Pharmacies warning about Amoxicillin shortage, attributing misuses of drug and suppliers for decline
TYLER, Texas (KLTV) - October through December is typically where temperatures start to drop and respiratory and other infections tend to rise. This year with the threat of illness like a COVID-19, flu, RSV, strep throat, etc. pharmacies are already starting to experience a shortage in medicine to help treat infections that target the ear, nose and throat.
“This is when we start sharing out bugs more than ever and I think the last few years has taught us how easy it is to share those things,” Rose City Pharmacy owner, Sonny Krezdorn said.
Amoxicillin is an antibiotic prescribed to patients with bacterial infections like earaches, strep throat or chest infections among children. The drug can also be prescribed to adults for dental procedures.
In the past year, pharmacies have noticed a pattern when it comes to the supply of Amoxicillin, all spiraling into a domino effect.

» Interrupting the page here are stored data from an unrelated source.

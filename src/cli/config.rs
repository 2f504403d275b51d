//! Config command handler
//!
//! View and modify configuration settings.

use crate::config::Config;
use crate::error::{Error, Result};
use clap::Args;

/// Config command arguments
#[derive(Args)]
pub struct ConfigArgs {
    /// Configuration key (e.g., "defaults.radius")
    pub key: Option<String>,

    /// Value to set (if not provided, shows current value)
    pub value: Option<String>,

    /// Show config file path
    #[arg(long)]
    pub path: bool,

    /// Reset config to defaults
    #[arg(long)]
    pub reset: bool,
}

/// Run the config command
pub fn run(args: ConfigArgs) -> Result<()> {
    if args.path {
        let path = Config::config_path()?;
        println!("{}", path.display());
        return Ok(());
    }

    if args.reset {
        Config::default().save()?;
        println!("Configuration reset to defaults");
        return Ok(());
    }

    let mut config = Config::load()?;

    match (&args.key, &args.value) {
        (None, None) => {
            print!("{}", render_config(&config));
        }

        (Some(key), None) => match config.get(key) {
            Some(value) => println!("{}", value),
            None => {
                return Err(Error::Config(format!(
                    "Unknown config key: {}\n\nAvailable keys:\n  {}",
                    key,
                    Config::available_keys().join("\n  ")
                )));
            }
        },

        (Some(key), Some(value)) => {
            config.set(key, value)?;
            config.save()?;
            println!("{} = {}", key, value);
        }

        (None, Some(_)) => {
            return Err(Error::Config("Must specify a key to set a value".to_string()));
        }
    }

    Ok(())
}

/// Render all configuration values, masking the API key
fn render_config(config: &Config) -> String {
    let mut out = String::new();

    out.push_str("[defaults]\n");
    out.push_str(&format!("radius = {}\n", config.defaults.radius));
    out.push_str(&format!("format = \"{}\"\n", config.defaults.format));
    out.push_str(&format!("backend = \"{}\"\n", config.defaults.backend));
    out.push_str(&format!("fixture = \"{}\"\n\n", config.defaults.fixture));

    out.push_str("[search]\n");
    out.push_str(&format!("country_hint = \"{}\"\n", config.search.country_hint));
    out.push_str(&format!("anchor_match = \"{}\"\n", config.search.anchor_match));
    out.push_str(&format!("earth_radius_miles = {}\n", config.search.earth_radius_miles));
    out.push_str(&format!("timeout_secs = {}\n\n", config.search.timeout_secs));

    out.push_str("[server]\n");
    out.push_str(&format!("host = \"{}\"\n", config.server.host));
    out.push_str(&format!("port = {}\n\n", config.server.port));

    out.push_str("[history]\n");
    out.push_str(&format!("enabled = {}\n", config.history.enabled));
    out.push_str(&format!("max_entries = {}\n\n", config.history.max_entries));

    out.push_str("[api_keys]\n");
    if config.google_api_key().is_some() {
        out.push_str("google = \"***\" # configured\n");
    } else {
        out.push_str("google = \"\" # not configured\n");
    }

    out
}

#[cfg(test)]
mod tests {
    use super::*;

    #[test]
    fn test_render_masks_key() {
        let mut config = Config::default();
        config.api_keys.google = "super-secret".to_string();

        let rendered = render_config(&config);
        assert!(rendered.contains("[search]"));
        assert!(rendered.contains("google = \"***\" # configured"));
        assert!(!rendered.contains("super-secret"));
    }
}
//! HTTP server for closest-city
//!
//! Serves the search form, the JSON search API and the history API.

pub mod html;
pub mod routes;
pub mod state;

use crate::error::{Error, Result};
use routes::create_router;
use state::AppState;
use std::net::SocketAddr;
use std::sync::Arc;
use tokio::net::TcpListener;
use tracing::info;

/// Start the HTTP server on the configured address
///
/// Never returns unless the server shuts down
pub async fn run(state: AppState) -> Result<()> {
    let addr = state.config.server_addr();
    run_on(&addr, state).await
}

/// Start the HTTP server on a specific address
pub async fn run_on(addr: &str, state: AppState) -> Result<()> {
    let addr: SocketAddr = addr
        .parse()
        .map_err(|e| Error::Server(format!("Invalid server address: {}", e)))?;

    info!("Using {} gateway", state.gateway_name());
    let app = create_router(Arc::new(state));

    info!("Starting server on {}", addr);

    let listener = TcpListener::bind(addr)
        .await
        .map_err(|e| Error::Server(format!("Failed to bind to {}: {}", addr, e)))?;

    axum::serve(listener, app)
        .await
        .map_err(|e| Error::Server(format!("Server error: {}", e)))?;

    Ok(())
}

One of the pharmacies preparing for this shortage is Rose City Pharmacy in Tyler, who have seen this shortage firsthand.
“We’ve gone through a couple of ups and downs with Amoxicillin and other antibiotics,” said Krezdorn.

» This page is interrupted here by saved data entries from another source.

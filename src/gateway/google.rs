//! Google Maps backend
//!
//! Geocoding API for names, Distance Matrix API for driving distances.
//! Every query is suffixed with the country hint ("Springfield, United States")
//! to keep ambiguous names in the right country.

use crate::constants::api::{DISTANCE_MATRIX_PATH, GEOCODE_PATH, GOOGLE_MAPS_URL};
use crate::constants::geo::MILES_PER_METER;
use crate::error::{Error, Result};
use crate::gateway::{Geocoder, Router};
use crate::geo::Coordinates;
use serde::Deserialize;
use std::time::Duration;
use tracing::debug;

const USER_AGENT: &str = concat!("closest-city/", env!("CARGO_PKG_VERSION"));

/// Google Maps geocoding + distance matrix backend
#[derive(Clone)]
pub struct GoogleMapsBackend {
    client: reqwest::Client,
    api_key: String,
    base_url: String,
}

impl std::fmt::Debug for GoogleMapsBackend {
    fn fmt(&self, f: &mut std::fmt::Formatter<'_>) -> std::fmt::Result {
        f.debug_struct("GoogleMapsBackend")
            .field("base_url", &self.base_url)
            .field("api_key", &"***")
            .finish()
    }
}

/// Geocoding API response
#[derive(Debug, Deserialize)]
struct GeocodeResponse {
    status: String,
    #[serde(default)]
    results: Vec<GeocodeResult>,
    #[serde(default)]
    error_message: Option<String>,
}

#[derive(Debug, Deserialize)]
struct GeocodeResult {
    geometry: Geometry,
}

#[derive(Debug, Deserialize)]
struct Geometry {
    location: LatLng,
}

#[derive(Debug, Deserialize)]
struct LatLng {
    lat: f64,
    lng: f64,
}

/// Distance Matrix API response
#[derive(Debug, Deserialize)]
struct DistanceMatrixResponse {
    status: String,
    #[serde(default)]
    rows: Vec<MatrixRow>,
    #[serde(default)]
    error_message: Option<String>,
}

#[derive(Debug, Deserialize)]
struct MatrixRow {
    #[serde(default)]
    elements: Vec<MatrixElement>,
}

#[derive(Debug, Deserialize)]
struct MatrixElement {
    status: String,
    #[serde(default)]
    distance: Option<MatrixValue>,
}

#[derive(Debug, Deserialize)]
struct MatrixValue {
    /// Meters
    value: f64,
}

impl GoogleMapsBackend {
    /// Create a backend talking to the public Google Maps endpoints
    pub fn new(api_key: impl Into<String>, timeout: Duration) -> Result<Self> {
        Self::with_base_url(api_key, GOOGLE_MAPS_URL, timeout)
    }

    /// Create a backend against a different host (used by tests)
    pub fn with_base_url(
        api_key: impl Into<String>,
        base_url: impl Into<String>,
        timeout: Duration,
    ) -> Result<Self> {
        let api_key = api_key.into();
        if api_key.is_empty() {
            return Err(Error::Config("Google Maps API key is empty".to_string()));
        }

        let client = reqwest::Client::builder()
            .user_agent(USER_AGENT)
            .timeout(timeout)
            .build()?;

        Ok(Self {
            client,
            api_key,
            base_url: base_url.into().trim_end_matches('/').to_string(),
        })
    }

    /// GET `path` with query params, returning the body of a 2xx response
    async fn get_json_text(&self, path: &str, params: &[(&str, &str)]) -> Result<String> {
        let mut url = format!("{}{}?key={}", self.base_url, path, urlencoding::encode(&self.api_key));
        for (name, value) in params {
            url.push('&');
            url.push_str(name);
            url.push('=');
            url.push_str(&urlencoding::encode(value));
        }

        debug!(path, ?params, "Calling Google Maps");

        let response = self
            .client
            .get(&url)
            .send()
            .await
            .map_err(|e| Error::Gateway(format!("Google Maps request failed: {}", e.without_url())))?;

        let status = response.status();
        if !status.is_success() {
            return Err(Error::Gateway(format!("Google Maps returned status: {}", status)));
        }

        response
            .text()
            .await
            .map_err(|e| Error::Gateway(format!("Failed to read Google Maps response: {}", e.without_url())))
    }
}

/// Turn a geocoding response body into coordinates
fn interpret_geocode(name: &str, body: &str) -> Result<Coordinates> {
    let response: GeocodeResponse = serde_json::from_str(body).map_err(|e| {
        Error::Format(format!("Invalid geocoding response for city {}: {}", name, e))
    })?;

    match response.status.as_str() {
        "OK" => {}
        "ZERO_RESULTS" => {
            return Err(Error::NotFound(format!("No results found for city: {}", name)));
        }
        status => {
            let detail = response.error_message.unwrap_or_default();
            return Err(Error::Gateway(format!(
                "Google Maps API error for {}: {} {}",
                name, status, detail
            )
            .trim_end()
            .to_string()));
        }
    }

    let location = response
        .results
        .into_iter()
        .next()
        .ok_or_else(|| Error::NotFound(format!("No results found for city: {}", name)))?
        .geometry
        .location;

    let coordinates = Coordinates::new(location.lat, location.lng);
    coordinates.validate().map_err(|e| {
        Error::Format(format!("Invalid geocoding response for city {}: {}", name, e))
    })?;

    Ok(coordinates)
}

/// Turn a distance matrix response body into driving miles
fn interpret_distance_matrix(origin: &str, destination: &str, body: &str) -> Result<f64> {
    let response: DistanceMatrixResponse = serde_json::from_str(body).map_err(|e| {
        Error::Format(format!("Invalid response format from Distance Matrix API: {}", e))
    })?;

    if response.status != "OK" {
        let detail = response.error_message.unwrap_or_default();
        return Err(Error::Gateway(
            format!("API Error: {} - Could not calculate distance {}", response.status, detail)
                .trim_end()
                .to_string(),
        ));
    }

    let element = response
        .rows
        .into_iter()
        .next()
        .and_then(|row| row.elements.into_iter().next())
        .ok_or_else(|| {
            Error::Format("Invalid response format from Distance Matrix API".to_string())
        })?;

    if element.status != "OK" {
        return Err(Error::NoRoute(format!(
            "Route Error: {} - No route found between {} and {}",
            element.status, origin, destination
        )));
    }

    let meters = element
        .distance
        .ok_or_else(|| Error::Format("Distance Matrix element has no distance".to_string()))?
        .value;

    Ok(meters * MILES_PER_METER)
}

fn with_hint(name: &str, country_hint: &str) -> String {
    if country_hint.is_empty() {
        name.to_string()
    } else {
        format!("{}, {}", name, country_hint)
    }
}

impl Geocoder for GoogleMapsBackend {
    async fn geocode(&self, name: &str, country_hint: &str) -> Result<Coordinates> {
        let address = with_hint(name, country_hint);
        let body = self
            .get_json_text(GEOCODE_PATH, &[("address", address.as_str())])
            .await?;
        interpret_geocode(name, &body)
    }
}

impl Router for GoogleMapsBackend {
    async fn route_distance(
        &self,
        origin: &str,
        destination: &str,
        country_hint: &str,
    ) -> Result<f64> {
        let origins = with_hint(origin, country_hint);
        let destinations = with_hint(destination, country_hint);
        let body = self
            .get_json_text(
                DISTANCE_MATRIX_PATH,
                &[
                    ("origins", origins.as_str()),
                    ("destinations", destinations.as_str()),
                    ("mode", "driving"),
                    ("units", "imperial"),
                ],
            )
            .await?;
        interpret_distance_matrix(origin, destination, &body)
    }
}

#[cfg(test)]
mod tests {
    use super::*;
    use approx::assert_relative_eq;
    use axum::{extract::Query, routing::get, Router as AxumRouter};
    use std::collections::HashMap;

    #[test]
    fn test_interpret_geocode_ok() {
        let body = r#"{
            "status": "OK",
            "results": [
                {"geometry": {"location": {"lat": 41.8781136, "lng": -87.6297982}},
                 "formatted_address": "Chicago, IL, USA"}
            ]
        }"#;
        let coords = interpret_geocode("Chicago", body).unwrap();
        assert_relative_eq!(coords.lat, 41.8781136);
        assert_relative_eq!(coords.lng, -87.6297982);
    }

    #[test]
    fn test_interpret_geocode_zero_results() {
        let body = r#"{"status": "ZERO_RESULTS", "results": []}"#;
        assert!(matches!(interpret_geocode("Atlantis", body), Err(Error::NotFound(_))));
    }

    #[test]
    fn test_interpret_geocode_ok_but_empty() {
        let body = r#"{"status": "OK", "results": []}"#;
        assert!(matches!(interpret_geocode("Atlantis", body), Err(Error::NotFound(_))));
    }

    #[test]
    fn test_interpret_geocode_denied() {
        let body = r#"{"status": "REQUEST_DENIED", "results": [],
                       "error_message": "The provided API key is invalid."}"#;
        match interpret_geocode("Chicago", body) {
            Err(Error::Gateway(msg)) => {
                assert!(msg.contains("REQUEST_DENIED"));
                assert!(msg.contains("invalid"));
            }
            other => panic!("expected gateway error, got {:?}", other),
        }
    }

    #[test]
    fn test_interpret_geocode_malformed() {
        let body = r#"{"status": "OK", "results": [{"geometry": {}}]}"#;
        assert!(matches!(interpret_geocode("Chicago", body), Err(Error::Format(_))));
        assert!(matches!(interpret_geocode("Chicago", "<html>"), Err(Error::Format(_))));
    }

    #[test]
    fn test_interpret_geocode_out_of_range() {
        let body = r#"{
            "status": "OK",
            "results": [{"geometry": {"location": {"lat": 141.9, "lng": -87.6}}}]
        }"#;
        match interpret_geocode("Chicago", body) {
            Err(Error::Format(msg)) => assert!(msg.contains("Latitude")),
            other => panic!("expected format error, got {:?}", other),
        }
    }

    #[test]
    fn test_interpret_distance_ok() {
        let body = r#"{
            "status": "OK",
            "rows": [{"elements": [{
                "status": "OK",
                "distance": {"text": "92.0 mi", "value": 148060},
                "duration": {"text": "1 hour 34 mins", "value": 5640}
            }]}]
        }"#;
        let miles = interpret_distance_matrix("Chicago", "Milwaukee", body).unwrap();
        assert_relative_eq!(miles, 148060.0 * MILES_PER_METER);
        assert!((miles - 92.0).abs() < 0.1);
    }

    #[test]
    fn test_interpret_distance_no_route() {
        let body = r#"{"status": "OK", "rows": [{"elements": [{"status": "ZERO_RESULTS"}]}]}"#;
        match interpret_distance_matrix("Honolulu", "Chicago", body) {
            Err(Error::NoRoute(msg)) => assert!(msg.contains("Honolulu")),
            other => panic!("expected no-route error, got {:?}", other),
        }
    }

    #[test]
    fn test_interpret_distance_bad_status() {
        let body = r#"{"status": "OVER_QUERY_LIMIT", "rows": []}"#;
        assert!(matches!(
            interpret_distance_matrix("A", "B", body),
            Err(Error::Gateway(_))
        ));
    }

    #[test]
    fn test_interpret_distance_missing_rows() {
        let body = r#"{"status": "OK", "rows": []}"#;
        assert!(matches!(
            interpret_distance_matrix("A", "B", body),
            Err(Error::Format(_))
        ));

        let body = r#"{"status": "OK", "rows": [{"elements": [{"status": "OK"}]}]}"#;
        assert!(matches!(
            interpret_distance_matrix("A", "B", body),
            Err(Error::Format(_))
        ));
    }

    #[test]
    fn test_with_hint() {
        assert_eq!(with_hint("Austin", "United States"), "Austin, United States");
        assert_eq!(with_hint("Austin", ""), "Austin");
    }

    #[test]
    fn test_empty_key_rejected() {
        let result = GoogleMapsBackend::new("", Duration::from_secs(5));
        assert!(matches!(result, Err(Error::Config(_))));
    }

    #[test]
    fn test_debug_redacts_key() {
        let backend = GoogleMapsBackend::new("secret-key", Duration::from_secs(5)).unwrap();
        let debug = format!("{:?}", backend);
        assert!(debug.contains("GoogleMapsBackend"));
        assert!(!debug.contains("secret-key"));
    }

    async fn spawn_fake_google() -> String {
        async fn geocode(Query(params): Query<HashMap<String, String>>) -> String {
            assert_eq!(params.get("key").map(String::as_str), Some("test-key"));
            match params.get("address").map(String::as_str) {
                Some("Chicago, United States") => r#"{"status": "OK", "results": [
                    {"geometry": {"location": {"lat": 41.8781, "lng": -87.6298}}}]}"#
                    .to_string(),
                _ => r#"{"status": "ZERO_RESULTS", "results": []}"#.to_string(),
            }
        }

        async fn matrix(Query(params): Query<HashMap<String, String>>) -> String {
            assert_eq!(params.get("mode").map(String::as_str), Some("driving"));
            assert_eq!(params.get("units").map(String::as_str), Some("imperial"));
            r#"{"status": "OK", "rows": [{"elements": [
                {"status": "OK", "distance": {"value": 160934.4}}]}]}"#
                .to_string()
        }

        let app = AxumRouter::new()
            .route(GEOCODE_PATH, get(geocode))
            .route(DISTANCE_MATRIX_PATH, get(matrix))
            .route("/broken/maps/api/geocode/json", get(|| async {
                (axum::http::StatusCode::INTERNAL_SERVER_ERROR, "oops")
            }));

        let listener = tokio::net::TcpListener::bind("127.0.0.1:0").await.unwrap();
        let addr = listener.local_addr().unwrap();
        tokio::spawn(async move {
            axum::serve(listener, app).await.unwrap();
        });

        format!("http://{}", addr)
    }

    #[tokio::test]
    async fn test_geocode_against_fake_server() {
        let base = spawn_fake_google().await;
        let backend =
            GoogleMapsBackend::with_base_url("test-key", &base, Duration::from_secs(5)).unwrap();

        let coords = backend.geocode("Chicago", "United States").await.unwrap();
        assert_relative_eq!(coords.lat, 41.8781);

        let missing = backend.geocode("Atlantis", "United States").await;
        assert!(matches!(missing, Err(Error::NotFound(_))));
    }

    #[tokio::test]
    async fn test_route_distance_against_fake_server() {
        let base = spawn_fake_google().await;
        let backend =
            GoogleMapsBackend::with_base_url("test-key", &base, Duration::from_secs(5)).unwrap();

        let miles = backend
            .route_distance("Chicago", "Milwaukee", "United States")
            .await
            .unwrap();
        assert!((miles - 100.0).abs() < 0.01);
    }

    #[tokio::test]
    async fn test_http_error_status_is_gateway_error() {
        let base = spawn_fake_google().await;
        let backend = GoogleMapsBackend::with_base_url(
            "test-key",
            format!("{}/broken", base),
            Duration::from_secs(5),
        )
        .unwrap();

        let result = backend.geocode("Chicago", "United States").await;
        assert!(matches!(result, Err(Error::Gateway(_))));
    }
}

Rose City Pharmacy began experiencing a shortage for the past 9 to 10 months, dating back to last respiratory illness season. Part of the shortage comes from the people making the drug, either not having enough raw materials to make it or due to production shutdowns.
“It’s almost based on a bit a supply chain back up I think that started with COVID,” Krezdorn said. “It all ends up dominoing into the manufactures aren’t making as much or not able to they may not be getting the raw materials to make it, then the wholesalers can’t get it from the manufacturers, and we can’t get it from the wholesalers.”

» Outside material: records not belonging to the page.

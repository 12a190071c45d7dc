//! Rolling Logger
//!
//! File logger for the board. Installs a `tracing` subscriber (which also
//! picks up `log` records), writes `<app>.log` into a log directory,
//! rotates it once it grows past a size limit and keeps the last lines in
//! memory so they can be shown without reading the file back.

use std::collections::VecDeque;
use std::fs::{self, File, OpenOptions};
use std::io::{self, Write};
use std::path::{Path, PathBuf};
use std::sync::{Arc, Mutex, MutexGuard, OnceLock};

use tracing_subscriber::fmt::format::Writer;
use tracing_subscriber::fmt::time::FormatTime;
use tracing_subscriber::fmt::MakeWriter;

/// Limits for file rotation and the in-memory buffer
#[derive(Debug, Clone, Copy, PartialEq, Eq)]
pub struct LoggerConfig {
    /// Rotate once the current file would exceed this many bytes
    pub max_file_bytes: u64,
    /// Rotated files kept next to the current one
    pub max_files: usize,
    /// Lines kept in memory
    pub buffer_lines: usize,
}

impl Default for LoggerConfig {
    fn default() -> Self {
        Self {
            max_file_bytes: 5 * 1024 * 1024,
            max_files: 3,
            buffer_lines: 500,
        }
    }
}

struct Inner {
    dir: PathBuf,
    app_name: String,
    config: LoggerConfig,
    file: File,
    written: u64,
    recent: VecDeque<String>,
    partial: String,
}

impl Inner {
    fn current_path(&self) -> PathBuf {
        self.dir.join(format!("{}.log", self.app_name))
    }

    fn rotated_path(&self, n: usize) -> PathBuf {
        self.dir.join(format!("{}.{}.log", self.app_name, n))
    }

    /// app.log -> app.1.log -> app.2.log ..., dropping the oldest
    fn rotate(&mut self) -> io::Result<()> {
        self.file.flush()?;
        if self.config.max_files == 0 {
            self.file = File::create(self.current_path())?;
            self.written = 0;
            return Ok(());
        }

        let oldest = self.rotated_path(self.config.max_files);
        if oldest.exists() {
            fs::remove_file(&oldest)?;
        }
        for n in (1..self.config.max_files).rev() {
            let from = self.rotated_path(n);
            if from.exists() {
                fs::rename(&from, self.rotated_path(n + 1))?;
            }
        }
        fs::rename(self.current_path(), self.rotated_path(1))?;

        self.file = File::create(self.current_path())?;
        self.written = 0;
        Ok(())
    }

    fn remember(&mut self, buf: &[u8]) {
        self.partial.push_str(&String::from_utf8_lossy(buf));
        while let Some(end) = self.partial.find('\n') {
            let line: String = self.partial.drain(..=end).collect();
            if self.config.buffer_lines == 0 {
                continue;
            }
            if self.recent.len() == self.config.buffer_lines {
                self.recent.pop_front();
            }
            self.recent.push_back(line.trim_end().to_string());
        }
    }
}

/// Shared handle to the log file; cheap to clone
#[derive(Clone)]
pub struct RollingWriter {
    inner: Arc<Mutex<Inner>>,
}

impl RollingWriter {
    pub fn new(dir: impl Into<PathBuf>, app_name: &str, config: LoggerConfig) -> io::Result<Self> {
        let dir = dir.into();
        fs::create_dir_all(&dir)?;
        let path = dir.join(format!("{}.log", app_name));
        let file = OpenOptions::new().create(true).append(true).open(&path)?;
        let written = file.metadata()?.len();

        Ok(Self {
            inner: Arc::new(Mutex::new(Inner {
                dir,
                app_name: app_name.to_string(),
                config,
                file,
                written,
                recent: VecDeque::new(),
                partial: String::new(),
            })),
        })
    }

    fn lock(&self) -> io::Result<MutexGuard<'_, Inner>> {
        self.inner.lock().map_err(|_| io::Error::other("logger lock poisoned"))
    }

    /// File currently written to
    pub fn log_path(&self) -> io::Result<PathBuf> {
        Ok(self.lock()?.current_path())
    }

    /// Most recent complete lines, oldest first
    pub fn recent_lines(&self) -> Vec<String> {
        self.lock().map(|inner| inner.recent.iter().cloned().collect()).unwrap_or_default()
    }
}

impl Write for RollingWriter {
    fn write(&mut self, buf: &[u8]) -> io::Result<usize> {
        let mut inner = self.lock()?;
        if inner.written > 0 && inner.written + buf.len() as u64 > inner.config.max_file_bytes {
            inner.rotate()?;
        }
        inner.file.write_all(buf)?;
        inner.written += buf.len() as u64;
        inner.remember(buf);
        Ok(buf.len())
    }

    fn flush(&mut self) -> io::Result<()> {
        self.lock()?.file.flush()
    }
}

impl<'a> MakeWriter<'a> for RollingWriter {
    type Writer = RollingWriter;

    fn make_writer(&'a self) -> Self::Writer {
        self.clone()
    }
}

/// Local wall-clock timestamps, millisecond precision
struct LocalTime;

impl FormatTime for LocalTime {
    fn format_time(&self, w: &mut Writer<'_>) -> std::fmt::Result {
        use std::fmt::Write as _;
        write!(w, "{}", chrono::Local::now().format("%Y-%m-%d %H:%M:%S%.3f"))
    }
}

static LOGGER: OnceLock<RollingWriter> = OnceLock::new();

/// Install the global logger with default limits
pub fn init_logger(log_dir: impl AsRef<Path>, app_name: &str) -> io::Result<()> {
    init_logger_with(log_dir, app_name, LoggerConfig::default())
}

/// Install the global logger. Fails if a global subscriber already exists.
pub fn init_logger_with(log_dir: impl AsRef<Path>, app_name: &str, config: LoggerConfig) -> io::Result<()> {
    let writer = RollingWriter::new(log_dir.as_ref(), app_name, config)?;

    tracing_subscriber::fmt()
        .with_writer(writer.clone())
        .with_ansi(false)
        .with_timer(LocalTime)
        .try_init()
        .map_err(|e| io::Error::new(io::ErrorKind::AlreadyExists, e.to_string()))?;

    let path = writer.log_path()?;
    let _ = LOGGER.set(writer);
    log::info!("Logging to {}", path.display());
    Ok(())
}

fn ensure_initialized() -> io::Result<()> {
    if LOGGER.get().is_none() {
        return Err(io::Error::new(io::ErrorKind::NotConnected, "rolling logger not initialized"));
    }
    Ok(())
}

pub fn info(message: &str) -> io::Result<()> {
    ensure_initialized()?;
    tracing::info!("{}", message);
    Ok(())
}

pub fn error(message: &str) -> io::Result<()> {
    ensure_initialized()?;
    tracing::error!("{}", message);
    Ok(())
}

/// Recent lines of the global logger; empty before `init_logger`
pub fn recent_lines() -> Vec<String> {
    LOGGER.get().map(RollingWriter::recent_lines).unwrap_or_default()
}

Because of this shortage, pharmacists recommend only using the medicine for the use it was prescribed for. The purpose of the antibiotic is to target bacteria that is causing infections, it is not used as a pain reliever or symptom suppressant as most patients are used to thinking.
“I saw that many people believed that the antibiotic works for every type of infection...that’s not true,” UT Tyler Clinical Professor, Young Lee said. “Since the name is antibiotic…it should only work for the infection from bacteria.”
Although Amoxicillin is a commonly used drug, in the event that a patient does need an alternative to the medication, pharmacies are able to recommend alternatives that are in stock to doctor’s offices.
“So many people may be familiar with Augmentine,” Lee said. “Since it has combination with the clavulanate, it has a stronger or broader antibiotic covering.”
If an antibiotic is prescribed to a patient, even if they feel better, they must take it in its entirety to allow the body to fully heal. For drug storage, Lee advises patients to store the liquid amoxicillin in the refrigerator, but never the freezer as the anti-viral property loses its effect when frozen.